I’ve exchanged a few e-mails in the last week with a roommate from college and, unexpectedly, the band Tesla ended up in the conversation.

I suppose it wasn’t too unexpected as he claims to have brought the band’s music into our household and he was the one who mentioned them. I don’t recall hearing him playing their albums, but portions of that time period lack detail.

Tesla wasn’t really on my radar during their brief fling with success with Love Song and their cover of Signs. I knew those songs from the late MTV and a few others from the record store where I worked.

(actually, the roommate and I worked together, so that might be where he played it)

Even if he was playing Tesla, it would have merely made me shrug. Their music didn’t move me, but I didn’t viscerally dislike it, either.

But Tesla and I did cross paths again, several years, working in another record store. It was post-grunge and several employees from our California stores came to work at our store for several weeks. It was like some slacker exchange program.

One of them looked like Penn Jillette. The other claimed to have been the original lead singer for Tesla.

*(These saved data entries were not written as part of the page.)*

//! Circuit builder.

use crate::dag::CircuitDag;
use crate::error::IrResult;
use crate::gate::{Gate, StandardGate};
use crate::instruction::Instruction;
use crate::qubit::{ClbitId, Qubit, QubitId};

/// A named circuit over a growing set of qubits and classical bits.
///
/// Gate methods return `&mut Self` so calls chain with `?`:
///
/// ```rust
/// use ketlab_ir::{Circuit, QubitId};
///
/// let mut circuit = Circuit::with_size("pair", 2, 0);
/// circuit.h(QubitId(0))?.cx(QubitId(0), QubitId(1))?;
/// assert_eq!(circuit.depth(), 2);
/// # Ok::<(), ketlab_ir::IrError>(())
/// ```
#[derive(Debug, Clone)]
pub struct Circuit {
    name: String,
    qubits: Vec<Qubit>,
    num_clbits: u32,
    dag: CircuitDag,
}

macro_rules! fixed_gates {
    ($($(#[$doc:meta])* $method:ident => $gate:ident ( $($q:ident),+ );)*) => {
        $(
            $(#[$doc])*
            pub fn $method(&mut self, $($q: QubitId),+) -> IrResult<&mut Self> {
                self.push(Instruction::gate(StandardGate::$gate, [$($q),+]))
            }
        )*
    };
}

macro_rules! angle_gates {
    ($($(#[$doc:meta])* $method:ident => $gate:ident ( $($q:ident),+ );)*) => {
        $(
            $(#[$doc])*
            pub fn $method(&mut self, theta: f64, $($q: QubitId),+) -> IrResult<&mut Self> {
                self.push(Instruction::gate(StandardGate::$gate(theta), [$($q),+]))
            }
        )*
    };
}

impl Circuit {
    pub fn new(name: impl Into<String>) -> Self {
        Self {
            name: name.into(),
            qubits: Vec::new(),
            num_clbits: 0,
            dag: CircuitDag::new(),
        }
    }

    /// A circuit with qubits `q_0..q_{n-1}` and `num_clbits` classical bits.
    pub fn with_size(name: impl Into<String>, num_qubits: u32, num_clbits: u32) -> Self {
        let mut circuit = Self::new(name);
        for _ in 0..num_qubits {
            circuit.add_qubit();
        }
        for _ in 0..num_clbits {
            circuit.add_clbit();
        }
        circuit
    }

    fn next_qubit(&self) -> QubitId {
        QubitId(self.qubits.len() as u32)
    }

    pub fn add_qubit(&mut self) -> QubitId {
        let id = self.next_qubit();
        self.qubits.push(Qubit::new(id));
        self.dag.add_qubit(id);
        id
    }

    /// Add `size` qubits labelled `{name}_0`, `{name}_1`, ...
    pub fn add_register(&mut self, name: &str, size: u32) -> Vec<QubitId> {
        (0..size)
            .map(|offset| {
                let id = self.next_qubit();
                self.qubits.push(Qubit::in_register(id, name, offset));
                self.dag.add_qubit(id);
                id
            })
            .collect()
    }

    pub fn add_clbit(&mut self) -> ClbitId {
        let id = ClbitId(self.num_clbits);
        self.num_clbits += 1;
        self.dag.add_clbit(id);
        id
    }

    fn push(&mut self, instruction: Instruction) -> IrResult<&mut Self> {
        self.dag.apply(instruction)?;
        Ok(self)
    }

    fn all_qubits(&self) -> Vec<QubitId> {
        self.qubits.iter().map(|q| q.id).collect()
    }

    fixed_gates! {
        /// Identity.
        id => I(qubit);
        /// Hadamard.
        h => H(qubit);
        x => X(qubit);
        y => Y(qubit);
        z => Z(qubit);
        s => S(qubit);
        sdg => Sdg(qubit);
        t => T(qubit);
        tdg => Tdg(qubit);
        /// Square root of X.
        sx => SX(qubit);
        /// Controlled-NOT.
        cx => CX(control, target);
        cy => CY(control, target);
        cz => CZ(control, target);
        ch => CH(control, target);
        swap => Swap(q1, q2);
        /// Toffoli.
        ccx => CCX(c1, c2, target);
    }

    angle_gates! {
        rx => Rx(qubit);
        ry => Ry(qubit);
        rz => Rz(qubit);
        /// Phase gate `diag(1, e^{iθ})`.
        p => P(qubit);
        /// Controlled phase.
        cp => CP(control, target);
    }

    /// Apply any gate, e.g. one carrying a custom label.
    pub fn gate(
        &mut self,
        gate: impl Into<Gate>,
        qubits: impl IntoIterator<Item = QubitId>,
    ) -> IrResult<&mut Self> {
        self.push(Instruction::gate(gate, qubits))
    }

    pub fn measure(&mut self, qubit: QubitId, clbit: ClbitId) -> IrResult<&mut Self> {
        self.push(Instruction::measure(qubit, clbit))
    }

    /// Measure qubit `k` into clbit `k` for every qubit, adding clbits as needed.
    pub fn measure_all(&mut self) -> IrResult<&mut Self> {
        while (self.num_clbits as usize) < self.qubits.len() {
            self.add_clbit();
        }
        let qubits = self.all_qubits();
        let clbits = (0..qubits.len() as u32).map(ClbitId);
        self.push(Instruction::measure_many(qubits, clbits)?)
    }

    pub fn barrier_all(&mut self) -> IrResult<&mut Self> {
        self.push(Instruction::barrier(self.all_qubits()))
    }

    /// Ask the simulator to keep the statevector reached at this point.
    pub fn save_statevector(&mut self) -> IrResult<&mut Self> {
        self.push(Instruction::save_statevector(self.all_qubits()))
    }

    pub fn name(&self) -> &str {
        &self.name
    }

    pub fn num_qubits(&self) -> usize {
        self.qubits.len()
    }

    pub fn num_clbits(&self) -> usize {
        self.num_clbits as usize
    }

    pub fn depth(&self) -> usize {
        self.dag.depth()
    }

    pub fn dag(&self) -> &CircuitDag {
        &self.dag
    }

    /// Qubits in index order, with their display labels.
    pub fn qubits(&self) -> &[Qubit] {
        &self.qubits
    }

    pub fn has_measurements(&self) -> bool {
        self.dag.operations().any(Instruction::is_measure)
    }

    /// `H` on both qubits of a two-qubit register, then `CX(0, 1)`.
    ///
    /// The CX acts on `|++⟩`, which it leaves unchanged, so the final state is
    /// the uniform superposition with every amplitude equal to 1/2.
    pub fn hadamard_cx() -> IrResult<Self> {
        let (q0, q1) = (QubitId(0), QubitId(1));
        let mut circuit = Self::with_size("hadamard_cx", 2, 0);
        circuit.h(q0)?.h(q1)?.cx(q0, q1)?;
        Ok(circuit)
    }

    /// Measured Bell pair.
    pub fn bell() -> IrResult<Self> {
        let (q0, q1) = (QubitId(0), QubitId(1));
        let mut circuit = Self::with_size("bell", 2, 2);
        circuit.h(q0)?.cx(q0, q1)?.measure_all()?;
        Ok(circuit)
    }

    /// Measured `n`-qubit GHZ state.
    pub fn ghz(n: u32) -> IrResult<Self> {
        let mut circuit = Self::with_size("ghz", n, n);
        if n == 0 {
            return Ok(circuit);
        }
        circuit.h(QubitId(0))?;
        for i in 1..n {
            circuit.cx(QubitId(i - 1), QubitId(i))?;
        }
        circuit.measure_all()?;
        Ok(circuit)
    }
}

It really wasn’t a Tesla crowd.

And we all knew musicians and we all knew that objects often appeared larger in the rear view.

I knew one character that fronted an incarnation of a successful Canadian band from the early ’70s. It was a good decade after the act’s heyday (and I good decade before I met him). Still a cool gig, but, in the time it took to smoke a cigarette, the tales had him all but helping Zeppelin write Stairway To Heaven, teaching Hendrix how to gut a moose, and co-opting the band in question’s history to a degree that you’d think he had been the singer during their prime.

So, maybe this kid had known one of the members of Tesla in junior high school. Maybe his older brother knew one of the members of Tesla in high school.

Maybe he was actually in a band with a member (or maybe two) who went on to be in Tesla.

Or, he might have truly been the lead singer of the an early line-up of the band.

Lead singer is often a revolving door. And there’s been more than a few fairly, sometimes extremely successful bands that replaced a lead singer. Here are four songs from bands that managed to turn the trick and sometimes even have greater success…

(or, as The Drunken Frenchman would have said, they were exactly the same but completely different)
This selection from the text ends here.